Task details — The task calls for every line of the data to be repeated exactly.

##### Material for the task #####

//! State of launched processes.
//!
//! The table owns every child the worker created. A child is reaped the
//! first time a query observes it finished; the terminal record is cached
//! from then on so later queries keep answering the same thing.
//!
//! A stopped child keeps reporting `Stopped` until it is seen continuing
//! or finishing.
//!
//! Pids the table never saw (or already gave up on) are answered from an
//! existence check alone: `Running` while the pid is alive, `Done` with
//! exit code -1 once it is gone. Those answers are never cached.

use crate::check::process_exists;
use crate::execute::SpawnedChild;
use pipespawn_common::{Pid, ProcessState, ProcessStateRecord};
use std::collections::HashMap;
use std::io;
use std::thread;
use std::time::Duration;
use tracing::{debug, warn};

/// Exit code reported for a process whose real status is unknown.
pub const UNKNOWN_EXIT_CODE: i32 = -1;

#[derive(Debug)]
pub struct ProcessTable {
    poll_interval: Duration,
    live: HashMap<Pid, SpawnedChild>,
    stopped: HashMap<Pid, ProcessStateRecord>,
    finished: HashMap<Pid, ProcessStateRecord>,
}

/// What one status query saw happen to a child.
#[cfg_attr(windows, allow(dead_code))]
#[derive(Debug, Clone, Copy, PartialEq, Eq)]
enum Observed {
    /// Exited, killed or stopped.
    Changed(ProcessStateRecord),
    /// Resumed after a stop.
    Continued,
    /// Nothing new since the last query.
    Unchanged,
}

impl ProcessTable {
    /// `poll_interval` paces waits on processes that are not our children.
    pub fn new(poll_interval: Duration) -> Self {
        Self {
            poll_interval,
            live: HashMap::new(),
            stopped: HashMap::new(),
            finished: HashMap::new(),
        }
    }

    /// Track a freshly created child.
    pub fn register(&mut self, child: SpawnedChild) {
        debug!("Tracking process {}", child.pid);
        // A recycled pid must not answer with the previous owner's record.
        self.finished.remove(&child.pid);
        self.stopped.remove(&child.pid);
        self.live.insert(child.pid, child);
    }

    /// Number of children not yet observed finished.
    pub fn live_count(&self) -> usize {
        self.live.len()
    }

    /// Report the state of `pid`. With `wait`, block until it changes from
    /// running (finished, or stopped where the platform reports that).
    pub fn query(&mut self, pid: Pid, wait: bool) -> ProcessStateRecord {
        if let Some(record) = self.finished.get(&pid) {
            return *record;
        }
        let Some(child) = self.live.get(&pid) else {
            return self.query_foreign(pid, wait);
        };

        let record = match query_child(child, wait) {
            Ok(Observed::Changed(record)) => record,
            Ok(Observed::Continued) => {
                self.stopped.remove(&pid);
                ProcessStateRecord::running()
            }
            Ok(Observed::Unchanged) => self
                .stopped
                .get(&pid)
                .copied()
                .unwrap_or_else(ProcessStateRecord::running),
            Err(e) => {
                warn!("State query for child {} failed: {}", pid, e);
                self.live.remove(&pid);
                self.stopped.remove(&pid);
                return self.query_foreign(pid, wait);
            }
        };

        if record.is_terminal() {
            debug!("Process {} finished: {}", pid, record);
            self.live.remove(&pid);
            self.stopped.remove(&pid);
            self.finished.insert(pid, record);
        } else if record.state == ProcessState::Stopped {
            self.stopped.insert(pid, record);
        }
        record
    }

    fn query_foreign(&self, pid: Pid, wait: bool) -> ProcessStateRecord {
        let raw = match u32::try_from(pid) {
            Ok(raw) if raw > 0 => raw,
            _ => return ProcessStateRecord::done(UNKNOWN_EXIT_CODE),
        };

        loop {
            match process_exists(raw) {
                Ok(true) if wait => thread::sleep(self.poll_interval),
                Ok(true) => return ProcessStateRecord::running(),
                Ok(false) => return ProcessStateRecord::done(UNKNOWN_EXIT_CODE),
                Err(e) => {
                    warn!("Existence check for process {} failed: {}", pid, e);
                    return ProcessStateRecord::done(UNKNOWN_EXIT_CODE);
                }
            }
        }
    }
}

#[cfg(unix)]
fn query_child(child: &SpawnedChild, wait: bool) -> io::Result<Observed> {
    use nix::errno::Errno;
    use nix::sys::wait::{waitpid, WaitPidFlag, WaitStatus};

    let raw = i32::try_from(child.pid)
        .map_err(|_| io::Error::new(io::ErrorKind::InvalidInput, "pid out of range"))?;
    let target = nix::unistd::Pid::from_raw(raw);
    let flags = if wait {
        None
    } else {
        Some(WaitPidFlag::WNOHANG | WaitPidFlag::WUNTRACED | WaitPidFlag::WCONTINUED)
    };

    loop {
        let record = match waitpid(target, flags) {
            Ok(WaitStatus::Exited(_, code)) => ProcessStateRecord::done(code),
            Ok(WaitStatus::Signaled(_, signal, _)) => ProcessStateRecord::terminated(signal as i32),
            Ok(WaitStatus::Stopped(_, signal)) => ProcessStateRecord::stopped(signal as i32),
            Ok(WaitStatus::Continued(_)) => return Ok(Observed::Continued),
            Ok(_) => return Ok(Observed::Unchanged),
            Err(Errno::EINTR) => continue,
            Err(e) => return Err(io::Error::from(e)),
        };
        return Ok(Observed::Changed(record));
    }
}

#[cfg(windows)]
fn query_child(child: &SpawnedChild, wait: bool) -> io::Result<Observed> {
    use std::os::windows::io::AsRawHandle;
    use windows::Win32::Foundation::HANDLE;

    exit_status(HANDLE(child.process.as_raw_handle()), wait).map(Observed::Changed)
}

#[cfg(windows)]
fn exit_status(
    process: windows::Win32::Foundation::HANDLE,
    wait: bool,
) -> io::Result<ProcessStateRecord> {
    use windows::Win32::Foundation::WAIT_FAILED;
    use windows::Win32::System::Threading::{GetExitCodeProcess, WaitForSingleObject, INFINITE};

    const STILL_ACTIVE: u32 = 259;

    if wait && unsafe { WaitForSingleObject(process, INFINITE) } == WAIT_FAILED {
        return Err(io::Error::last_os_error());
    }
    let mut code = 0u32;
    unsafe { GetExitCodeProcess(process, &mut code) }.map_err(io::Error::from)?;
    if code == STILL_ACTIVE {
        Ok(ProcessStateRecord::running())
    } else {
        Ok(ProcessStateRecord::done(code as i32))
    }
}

#####

Answer for this exercise —
//! State of launched processes.
//!
//! The table owns every child the worker created. A child is reaped the
//! first time a query observes it finished; the terminal record is cached
//! from then on so later queries keep answering the same thing.
//!
//! A stopped child keeps reporting `Stopped` until it is seen continuing
//! or finishing.
//!
//! Pids the table never saw (or already gave up on) are answered from an
//! existence check alone: `Running` while the pid is alive, `Done` with
//! exit code -1 once it is gone. Those answers are never cached.

use crate::check::process_exists;
use crate::execute::SpawnedChild;
use pipespawn_common::{Pid, ProcessState, ProcessStateRecord};
use std::collections::HashMap;
use std::io;
use std::thread;
use std::time::Duration;
use tracing::{debug, warn};

/// Exit code reported for a process whose real status is unknown.
pub const UNKNOWN_EXIT_CODE: i32 = -1;

#[derive(Debug)]
pub struct ProcessTable {
    poll_interval: Duration,
    live: HashMap<Pid, SpawnedChild>,
    stopped: HashMap<Pid, ProcessStateRecord>,
    finished: HashMap<Pid, ProcessStateRecord>,
}

/// What one status query saw happen to a child.
#[cfg_attr(windows, allow(dead_code))]
#[derive(Debug, Clone, Copy, PartialEq, Eq)]
enum Observed {
    /// Exited, killed or stopped.
    Changed(ProcessStateRecord),
    /// Resumed after a stop.
    Continued,
    /// Nothing new since the last query.
    Unchanged,
}

impl ProcessTable {
    /// `poll_interval` paces waits on processes that are not our children.
    pub fn new(poll_interval: Duration) -> Self {
        Self {
            poll_interval,
            live: HashMap::new(),
            stopped: HashMap::new(),
            finished: HashMap::new(),
        }
    }

    /// Track a freshly created child.
    pub fn register(&mut self, child: SpawnedChild) {
        debug!("Tracking process {}", child.pid);
        // A recycled pid must not answer with the previous owner's record.
        self.finished.remove(&child.pid);
        self.stopped.remove(&child.pid);
        self.live.insert(child.pid, child);
    }

    /// Number of children not yet observed finished.
    pub fn live_count(&self) -> usize {
        self.live.len()
    }

    /// Report the state of `pid`. With `wait`, block until it changes from
    /// running (finished, or stopped where the platform reports that).
    pub fn query(&mut self, pid: Pid, wait: bool) -> ProcessStateRecord {
        if let Some(record) = self.finished.get(&pid) {
            return *record;
        }
        let Some(child) = self.live.get(&pid) else {
            return self.query_foreign(pid, wait);
        };

        let record = match query_child(child, wait) {
            Ok(Observed::Changed(record)) => record,
            Ok(Observed::Continued) => {
                self.stopped.remove(&pid);
                ProcessStateRecord::running()
            }
            Ok(Observed::Unchanged) => self
                .stopped
                .get(&pid)
                .copied()
                .unwrap_or_else(ProcessStateRecord::running),
            Err(e) => {
                warn!("State query for child {} failed: {}", pid, e);
                self.live.remove(&pid);
                self.stopped.remove(&pid);
                return self.query_foreign(pid, wait);
            }
        };

        if record.is_terminal() {
            debug!("Process {} finished: {}", pid, record);
            self.live.remove(&pid);
            self.stopped.remove(&pid);
            self.finished.insert(pid, record);
        } else if record.state == ProcessState::Stopped {
            self.stopped.insert(pid, record);
        }
        record
    }

    fn query_foreign(&self, pid: Pid, wait: bool) -> ProcessStateRecord {
        let raw = match u32::try_from(pid) {
            Ok(raw) if raw > 0 => raw,
            _ => return ProcessStateRecord::done(UNKNOWN_EXIT_CODE),
        };

        loop {
            match process_exists(raw) {
                Ok(true) if wait => thread::sleep(self.poll_interval),
                Ok(true) => return ProcessStateRecord::running(),
                Ok(false) => return ProcessStateRecord::done(UNKNOWN_EXIT_CODE),
                Err(e) => {
                    warn!("Existence check for process {} failed: {}", pid, e);
                    return ProcessStateRecord::done(UNKNOWN_EXIT_CODE);
                }
            }
        }
    }
}

#[cfg(unix)]
fn query_child(child: &SpawnedChild, wait: bool) -> io::Result<Observed> {
    use nix::errno::Errno;
    use nix::sys::wait::{waitpid, WaitPidFlag, WaitStatus};

    let raw = i32::try_from(child.pid)
        .map_err(|_| io::Error::new(io::ErrorKind::InvalidInput, "pid out of range"))?;
    let target = nix::unistd::Pid::from_raw(raw);
    let flags = if wait {
        None
    } else {
        Some(WaitPidFlag::WNOHANG | WaitPidFlag::WUNTRACED | WaitPidFlag::WCONTINUED)
    };

    loop {
        let record = match waitpid(target, flags) {
            Ok(WaitStatus::Exited(_, code)) => ProcessStateRecord::done(code),
            Ok(WaitStatus::Signaled(_, signal, _)) => ProcessStateRecord::terminated(signal as i32),
            Ok(WaitStatus::Stopped(_, signal)) => ProcessStateRecord::stopped(signal as i32),
            Ok(WaitStatus::Continued(_)) => return Ok(Observed::Continued),
            Ok(_) => return Ok(Observed::Unchanged),
            Err(Errno::EINTR) => continue,
            Err(e) => return Err(io::Error::from(e)),
        };
        return Ok(Observed::Changed(record));
    }
}

#[cfg(windows)]
fn query_child(child: &SpawnedChild, wait: bool) -> io::Result<Observed> {
    use std::os::windows::io::AsRawHandle;
    use windows::Win32::Foundation::HANDLE;

    exit_status(HANDLE(child.process.as_raw_handle()), wait).map(Observed::Changed)
}

#[cfg(windows)]
fn exit_status(
    process: windows::Win32::Foundation::HANDLE,
    wait: bool,
) -> io::Result<ProcessStateRecord> {
    use windows::Win32::Foundation::WAIT_FAILED;
    use windows::Win32::System::Threading::{GetExitCodeProcess, WaitForSingleObject, INFINITE};

    const STILL_ACTIVE: u32 = 259;

    if wait && unsafe { WaitForSingleObject(process, INFINITE) } == WAIT_FAILED {
        return Err(io::Error::last_os_error());
    }
    let mut code = 0u32;
    unsafe { GetExitCodeProcess(process, &mut code) }.map_err(io::Error::from)?;
    if code == STILL_ACTIVE {
        Ok(ProcessStateRecord::running())
    } else {
        Ok(ProcessStateRecord::done(code as i32))
    }
}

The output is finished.